The Bola Tinubu administration has acknowledged that food and essential commodity prices may never return to pre-subsidy levels, despite the government’s ongoing economic reforms aimed at stabilizing the nation’s economy.

In a statement released Thursday, Sunday Dare, the President’s Special Adviser on Media and Public Communication, pointed out that while Nigerians continue to face challenges following the removal of fuel subsidies in May 2023, key economic indicators show signs of recovery.
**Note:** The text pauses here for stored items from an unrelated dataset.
//! TOML configuration file model and discovery
//!
//! The TOML file is the third tier of configuration resolution:
//! 1. Command-line argument (highest priority)
//! 2. Environment variable
//! 3. TOML config file
//! 4. Compiled default (fallback)
//!
//! Every field is optional here; the consuming binary applies the
//! higher tiers and the compiled defaults.

use crate::{Error, Result};
use serde::Deserialize;
use std::path::{Path, PathBuf};

/// Environment variable naming an explicit config file
pub const CONFIG_PATH_ENV: &str = "SMILEFJES_CONFIG";

/// Pipeline configuration loaded from TOML
#[derive(Debug, Clone, Default, Deserialize)]
#[serde(default)]
pub struct TomlConfig {
    /// Inspection table location (URL or local path)
    pub source: Option<String>,

    /// Output GeoJSON path
    pub output: Option<PathBuf>,

    /// Directory holding the registry and geocode cache files
    pub cache_dir: Option<PathBuf>,

    /// Cap on the number of entities processed per run
    pub max_entities: Option<usize>,

    /// Delay after each registry cache miss
    pub registry_delay_ms: Option<u64>,

    /// Delay after each geocoder cache miss
    pub geocode_delay_ms: Option<u64>,

    /// Business registry API base URL
    pub registry_base_url: Option<String>,

    /// Geocoding API base URL
    pub geocoder_base_url: Option<String>,

    /// `write-through` or `definitive-only`
    pub registry_cache_policy: Option<String>,

    /// Flush caches every N processed entities (0 = end of run only)
    pub flush_every: Option<usize>,

    /// Logging configuration
    pub logging: LoggingConfig,
}

/// Logging configuration
#[derive(Debug, Clone, Deserialize)]
pub struct LoggingConfig {
    /// Log level (trace, debug, info, warn, error)
    #[serde(default = "default_log_level")]
    pub level: String,
}

impl Default for LoggingConfig {
    fn default() -> Self {
        Self {
            level: default_log_level(),
        }
    }
}

fn default_log_level() -> String {
    "info".to_string()
}

/// Locate the config file to use, if any
///
/// Runs before tracing is installed, so it does not log; callers report
/// the chosen path once logging is up.
///
/// Priority: explicit path → `SMILEFJES_CONFIG` → `<config_dir>/smilefjes/config.toml`.
/// An explicit path (argument or environment) is returned even if it does not
/// exist so that the caller reports the mistake instead of silently ignoring it.
pub fn locate_config_file(cli_arg: Option<&Path>) -> Option<PathBuf> {
    if let Some(path) = cli_arg {
        return Some(path.to_path_buf());
    }

    if let Ok(path) = std::env::var(CONFIG_PATH_ENV) {
        if !path.trim().is_empty() {
            return Some(PathBuf::from(path));
        }
    }

    let user_config = dirs::config_dir().map(|d| d.join("smilefjes").join("config.toml"))?;
    user_config.exists().then_some(user_config)
}

/// Read and parse a TOML config file
pub fn load_toml_config(path: &Path) -> Result<TomlConfig> {
    let content = std::fs::read_to_string(path)
        .map_err(|e| Error::Config(format!("Read {} failed: {}", path.display(), e)))?;
    Ok(toml::from_str(&content)?)
}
The subsidy removal led to a dramatic increase in inflation, causing a sharp rise in the cost of transportation, goods, and services, particularly food. This surge in prices prompted widespread public outcry and calls for government action. However, Dare referenced recent data from the National Bureau of Statistics (NBS), which revealed that Nigeria’s inflation rate has decreased from 34.8% to 24.48% year-on-year after a rebase.
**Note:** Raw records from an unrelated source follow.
//! Configuration resolution for smilefjes-prep
//!
//! Each setting resolves with CLI → ENV → TOML → compiled default priority.
//! The first two tiers come from clap (`#[arg(env = ...)]`), the TOML tier
//! from [`smilefjes_common::config::TomlConfig`].

use crate::error::{PrepError, PrepResult};
use crate::services::{
    RegistryCachePolicy, DEFAULT_GEOCODER_BASE_URL, DEFAULT_REGISTRY_BASE_URL, DEFAULT_SOURCE_URL,
    GEOCODE_CACHE_FILE, REGISTRY_CACHE_FILE,
};
use clap::Parser;
use smilefjes_common::config::{load_toml_config, locate_config_file, LoggingConfig, TomlConfig};
use std::path::PathBuf;
use std::time::Duration;

pub const DEFAULT_OUTPUT: &str = "data/smilefjes.geojson";
pub const DEFAULT_CACHE_DIR: &str = "cache";
pub const DEFAULT_REGISTRY_DELAY_MS: u64 = 100;
pub const DEFAULT_GEOCODE_DELAY_MS: u64 = 100;

/// Command-line arguments
#[derive(Debug, Clone, Default, Parser)]
#[command(name = "smilefjes-prep", version, about = "Build the smilefjes inspection map GeoJSON")]
pub struct Cli {
    /// TOML config file (also SMILEFJES_CONFIG)
    #[arg(long)]
    pub config: Option<PathBuf>,

    /// Inspection table URL or local path
    #[arg(long, env = "SMILEFJES_SOURCE")]
    pub source: Option<String>,

    /// Output GeoJSON path
    #[arg(long, env = "SMILEFJES_OUTPUT")]
    pub output: Option<PathBuf>,

    /// Directory for registry-cache.json and geocode-cache.json
    #[arg(long, env = "SMILEFJES_CACHE_DIR")]
    pub cache_dir: Option<PathBuf>,

    /// Process at most N establishments (0 = all)
    #[arg(long, env = "SMILEFJES_MAX_ENTITIES")]
    pub max_entities: Option<usize>,

    /// Delay after each registry lookup, in milliseconds
    #[arg(long, env = "SMILEFJES_REGISTRY_DELAY_MS")]
    pub registry_delay_ms: Option<u64>,

    /// Delay after each geocoder lookup, in milliseconds
    #[arg(long, env = "SMILEFJES_GEOCODE_DELAY_MS")]
    pub geocode_delay_ms: Option<u64>,

    #[arg(long, env = "SMILEFJES_REGISTRY_BASE_URL")]
    pub registry_base_url: Option<String>,

    #[arg(long, env = "SMILEFJES_GEOCODER_BASE_URL")]
    pub geocoder_base_url: Option<String>,

    /// write-through | definitive-only
    #[arg(long, env = "SMILEFJES_REGISTRY_CACHE_POLICY")]
    pub registry_cache_policy: Option<String>,

    /// Save caches every N establishments (0 = end of run only)
    #[arg(long, env = "SMILEFJES_FLUSH_EVERY")]
    pub flush_every: Option<usize>,

    /// Log level (trace, debug, info, warn, error)
    #[arg(long, env = "SMILEFJES_LOG_LEVEL")]
    pub log_level: Option<String>,
}

/// Fully resolved pipeline configuration
#[derive(Debug, Clone)]
pub struct PrepConfig {
    pub source: String,
    pub output: PathBuf,
    pub cache_dir: PathBuf,
    pub max_entities: Option<usize>,
    pub registry_delay: Duration,
    pub geocode_delay: Duration,
    pub registry_base_url: String,
    pub geocoder_base_url: String,
    pub registry_cache_policy: RegistryCachePolicy,
    pub flush_every: usize,
    pub logging: LoggingConfig,
}

/// Resolved configuration and the TOML file it was read from
#[derive(Debug, Clone)]
pub struct LoadedConfig {
    pub config: PrepConfig,
    pub file: Option<PathBuf>,
}

impl PrepConfig {
    /// Locate and read the TOML file, then resolve
    ///
    /// Called before tracing is installed; the caller logs `file`.
    pub fn load(cli: &Cli) -> PrepResult<LoadedConfig> {
        let file = locate_config_file(cli.config.as_deref());
        let toml = match &file {
            Some(path) => load_toml_config(path)?,
            None => TomlConfig::default(),
        };

        Ok(LoadedConfig {
            config: Self::resolve(cli, &toml)?,
            file,
        })
    }

    /// Merge CLI/ENV values over the TOML file over compiled defaults
    pub fn resolve(cli: &Cli, toml: &TomlConfig) -> PrepResult<Self> {
        let policy = match cli
            .registry_cache_policy
            .as_deref()
            .or(toml.registry_cache_policy.as_deref())
        {
            Some(raw) => raw
                .parse::<RegistryCachePolicy>()
                .map_err(|e| PrepError::Common(smilefjes_common::Error::Config(e)))?,
            None => RegistryCachePolicy::default(),
        };

        let logging = match &cli.log_level {
            Some(level) => LoggingConfig { level: level.clone() },
            None => toml.logging.clone(),
        };

        Ok(Self {
            source: cli
                .source
                .clone()
                .or_else(|| toml.source.clone())
                .unwrap_or_else(|| DEFAULT_SOURCE_URL.to_string()),
            output: cli
                .output
                .clone()
                .or_else(|| toml.output.clone())
                .unwrap_or_else(|| PathBuf::from(DEFAULT_OUTPUT)),
            cache_dir: cli
                .cache_dir
                .clone()
                .or_else(|| toml.cache_dir.clone())
                .unwrap_or_else(|| PathBuf::from(DEFAULT_CACHE_DIR)),
            // 0 means "no cap"
            max_entities: cli.max_entities.or(toml.max_entities).filter(|&n| n > 0),
            registry_delay: Duration::from_millis(
                cli.registry_delay_ms
                    .or(toml.registry_delay_ms)
                    .unwrap_or(DEFAULT_REGISTRY_DELAY_MS),
            ),
            geocode_delay: Duration::from_millis(
                cli.geocode_delay_ms
                    .or(toml.geocode_delay_ms)
                    .unwrap_or(DEFAULT_GEOCODE_DELAY_MS),
            ),
            registry_base_url: cli
                .registry_base_url
                .clone()
                .or_else(|| toml.registry_base_url.clone())
                .unwrap_or_else(|| DEFAULT_REGISTRY_BASE_URL.to_string()),
            geocoder_base_url: cli
                .geocoder_base_url
                .clone()
                .or_else(|| toml.geocoder_base_url.clone())
                .unwrap_or_else(|| DEFAULT_GEOCODER_BASE_URL.to_string()),
            registry_cache_policy: policy,
            flush_every: cli.flush_every.or(toml.flush_every).unwrap_or(0),
            logging,
        })
    }

    pub fn registry_cache_path(&self) -> PathBuf {
        self.cache_dir.join(REGISTRY_CACHE_FILE)
    }

    pub fn geocode_cache_path(&self) -> PathBuf {
        self.cache_dir.join(GEOCODE_CACHE_FILE)
    }
}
The new inflation figures show food inflation at 26.08%, core inflation at 22.59%, and urban inflation at 26.09%. Additionally, rural inflation stands at 22.15%. The NBS recently updated its Consumer Price Index (CPI) to reflect the year 2024, aligning the country’s economic data with current realities.

Dare acknowledged that while prices may not return to pre-subsidy levels, they are beginning to stabilize across various sectors. “Prices of foodstuffs and other services are dropping across the board,” he stated, highlighting market surveys that confirm this trend.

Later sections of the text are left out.